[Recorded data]

============================================================

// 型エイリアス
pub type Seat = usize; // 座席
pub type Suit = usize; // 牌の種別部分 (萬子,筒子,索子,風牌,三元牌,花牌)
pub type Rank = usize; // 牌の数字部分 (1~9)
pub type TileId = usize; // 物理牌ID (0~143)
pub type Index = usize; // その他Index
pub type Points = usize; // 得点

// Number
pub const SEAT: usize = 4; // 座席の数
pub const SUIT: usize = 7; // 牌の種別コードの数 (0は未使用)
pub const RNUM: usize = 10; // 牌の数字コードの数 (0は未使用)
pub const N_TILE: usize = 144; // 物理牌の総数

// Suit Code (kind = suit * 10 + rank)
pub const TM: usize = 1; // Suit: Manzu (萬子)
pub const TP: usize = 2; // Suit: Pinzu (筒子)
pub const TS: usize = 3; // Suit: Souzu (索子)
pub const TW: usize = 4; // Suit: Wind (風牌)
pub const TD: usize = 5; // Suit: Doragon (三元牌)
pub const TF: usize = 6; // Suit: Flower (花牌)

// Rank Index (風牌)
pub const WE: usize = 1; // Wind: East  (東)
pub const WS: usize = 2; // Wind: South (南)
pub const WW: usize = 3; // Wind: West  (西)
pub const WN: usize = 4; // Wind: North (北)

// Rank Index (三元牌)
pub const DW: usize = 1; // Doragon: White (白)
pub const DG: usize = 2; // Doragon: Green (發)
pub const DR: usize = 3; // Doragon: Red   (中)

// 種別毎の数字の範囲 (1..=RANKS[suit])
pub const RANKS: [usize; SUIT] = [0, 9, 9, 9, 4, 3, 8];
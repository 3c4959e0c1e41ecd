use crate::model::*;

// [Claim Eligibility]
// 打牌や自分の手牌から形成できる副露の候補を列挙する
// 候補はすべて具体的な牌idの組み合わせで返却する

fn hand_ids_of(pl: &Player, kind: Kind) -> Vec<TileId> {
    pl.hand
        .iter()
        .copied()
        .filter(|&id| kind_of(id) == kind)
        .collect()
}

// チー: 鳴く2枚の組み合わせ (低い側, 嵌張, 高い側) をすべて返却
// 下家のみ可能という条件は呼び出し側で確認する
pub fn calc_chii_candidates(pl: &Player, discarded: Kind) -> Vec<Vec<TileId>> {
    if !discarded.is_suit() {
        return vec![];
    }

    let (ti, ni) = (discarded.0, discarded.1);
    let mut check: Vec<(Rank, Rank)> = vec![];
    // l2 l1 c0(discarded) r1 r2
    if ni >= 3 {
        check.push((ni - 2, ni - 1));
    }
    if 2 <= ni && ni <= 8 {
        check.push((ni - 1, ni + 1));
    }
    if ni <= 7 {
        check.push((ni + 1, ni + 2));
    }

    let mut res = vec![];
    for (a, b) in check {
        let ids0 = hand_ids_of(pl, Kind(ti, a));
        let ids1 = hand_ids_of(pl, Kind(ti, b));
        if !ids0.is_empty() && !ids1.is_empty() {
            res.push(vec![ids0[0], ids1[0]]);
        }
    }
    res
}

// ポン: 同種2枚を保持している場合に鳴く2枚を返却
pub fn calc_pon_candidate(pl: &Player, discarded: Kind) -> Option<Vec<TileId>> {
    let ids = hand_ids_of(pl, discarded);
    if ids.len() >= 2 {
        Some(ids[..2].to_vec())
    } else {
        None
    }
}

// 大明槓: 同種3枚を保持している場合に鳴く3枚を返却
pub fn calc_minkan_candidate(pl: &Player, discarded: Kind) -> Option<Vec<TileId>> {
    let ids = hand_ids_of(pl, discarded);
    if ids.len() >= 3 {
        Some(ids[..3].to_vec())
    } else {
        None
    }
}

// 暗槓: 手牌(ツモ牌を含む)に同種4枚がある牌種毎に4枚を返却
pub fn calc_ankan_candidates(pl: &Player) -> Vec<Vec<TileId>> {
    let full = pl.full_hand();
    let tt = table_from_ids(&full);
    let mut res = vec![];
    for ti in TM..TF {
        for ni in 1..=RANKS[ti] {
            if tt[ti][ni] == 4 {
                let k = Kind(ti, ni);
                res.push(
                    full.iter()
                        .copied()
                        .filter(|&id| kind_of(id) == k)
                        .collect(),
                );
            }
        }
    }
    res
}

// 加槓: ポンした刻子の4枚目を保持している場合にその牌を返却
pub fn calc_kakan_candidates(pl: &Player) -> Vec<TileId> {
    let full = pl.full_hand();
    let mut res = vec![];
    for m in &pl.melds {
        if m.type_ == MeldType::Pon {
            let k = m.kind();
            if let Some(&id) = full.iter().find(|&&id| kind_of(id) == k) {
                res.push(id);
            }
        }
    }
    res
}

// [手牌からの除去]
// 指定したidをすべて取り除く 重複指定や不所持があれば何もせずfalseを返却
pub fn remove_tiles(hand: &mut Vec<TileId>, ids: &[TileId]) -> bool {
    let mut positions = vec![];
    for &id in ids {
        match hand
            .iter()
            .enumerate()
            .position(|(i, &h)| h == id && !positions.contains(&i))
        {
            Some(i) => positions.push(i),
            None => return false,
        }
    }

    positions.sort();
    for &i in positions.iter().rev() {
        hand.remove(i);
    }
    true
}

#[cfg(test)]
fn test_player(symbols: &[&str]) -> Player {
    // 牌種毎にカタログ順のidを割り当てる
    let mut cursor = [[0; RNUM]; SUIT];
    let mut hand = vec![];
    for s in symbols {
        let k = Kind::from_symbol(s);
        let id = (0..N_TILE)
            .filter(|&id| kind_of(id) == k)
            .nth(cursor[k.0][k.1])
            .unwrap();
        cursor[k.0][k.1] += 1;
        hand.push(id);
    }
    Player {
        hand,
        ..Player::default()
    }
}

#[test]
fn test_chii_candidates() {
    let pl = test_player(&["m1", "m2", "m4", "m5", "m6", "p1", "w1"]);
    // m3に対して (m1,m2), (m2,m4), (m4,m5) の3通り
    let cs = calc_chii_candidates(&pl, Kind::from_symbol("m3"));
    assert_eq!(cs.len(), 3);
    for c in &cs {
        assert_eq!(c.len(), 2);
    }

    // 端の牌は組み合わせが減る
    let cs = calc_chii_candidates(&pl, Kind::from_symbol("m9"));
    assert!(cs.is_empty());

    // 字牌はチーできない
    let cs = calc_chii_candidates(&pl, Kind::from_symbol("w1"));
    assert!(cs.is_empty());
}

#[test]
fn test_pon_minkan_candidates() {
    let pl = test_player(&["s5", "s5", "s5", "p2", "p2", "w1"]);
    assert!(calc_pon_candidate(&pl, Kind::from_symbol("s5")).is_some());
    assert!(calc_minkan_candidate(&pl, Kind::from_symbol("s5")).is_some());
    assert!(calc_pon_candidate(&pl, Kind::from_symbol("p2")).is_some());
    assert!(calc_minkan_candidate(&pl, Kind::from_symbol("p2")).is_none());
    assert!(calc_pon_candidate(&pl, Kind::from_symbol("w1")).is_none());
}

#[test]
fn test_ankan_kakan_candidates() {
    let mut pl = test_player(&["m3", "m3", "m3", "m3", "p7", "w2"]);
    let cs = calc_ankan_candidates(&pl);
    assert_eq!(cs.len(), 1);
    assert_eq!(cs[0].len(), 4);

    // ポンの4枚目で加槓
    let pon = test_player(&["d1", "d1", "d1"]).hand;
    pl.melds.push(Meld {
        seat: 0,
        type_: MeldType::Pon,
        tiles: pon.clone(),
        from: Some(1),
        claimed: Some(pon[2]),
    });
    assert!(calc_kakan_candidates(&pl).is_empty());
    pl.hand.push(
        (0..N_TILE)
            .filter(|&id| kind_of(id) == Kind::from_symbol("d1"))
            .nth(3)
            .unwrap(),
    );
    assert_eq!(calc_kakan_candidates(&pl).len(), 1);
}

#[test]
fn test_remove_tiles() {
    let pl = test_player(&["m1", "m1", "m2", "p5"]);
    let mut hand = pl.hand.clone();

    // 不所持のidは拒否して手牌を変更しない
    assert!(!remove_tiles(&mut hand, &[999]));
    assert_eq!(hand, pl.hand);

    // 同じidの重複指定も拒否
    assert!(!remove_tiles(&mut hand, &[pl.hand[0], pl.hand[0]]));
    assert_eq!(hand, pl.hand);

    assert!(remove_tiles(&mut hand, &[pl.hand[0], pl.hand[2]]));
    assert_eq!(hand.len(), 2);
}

============================================================

- **INSTRUCTIONS TO FOLLOW**
Would you retype the lines above from the one with "pub const TM: usize = 1; // Suit: Manzu (萬子)" down to the one with "pub const WW: usize", word for word, both ends included and no other lines?

- **RESULT FOR THIS EXERCISE**
pub const TM: usize = 1; // Suit: Manzu (萬子)
pub const TP: usize = 2; // Suit: Pinzu (筒子)
pub const TS: usize = 3; // Suit: Souzu (索子)
pub const TW: usize = 4; // Suit: Wind (風牌)
pub const TD: usize = 5; // Suit: Doragon (三元牌)
pub const TF: usize = 6; // Suit: Flower (花牌)

// Rank Index (風牌)
pub const WE: usize = 1; // Wind: East  (東)
pub const WS: usize = 2; // Wind: South (南)
pub const WW: usize = 3; // Wind: West  (西)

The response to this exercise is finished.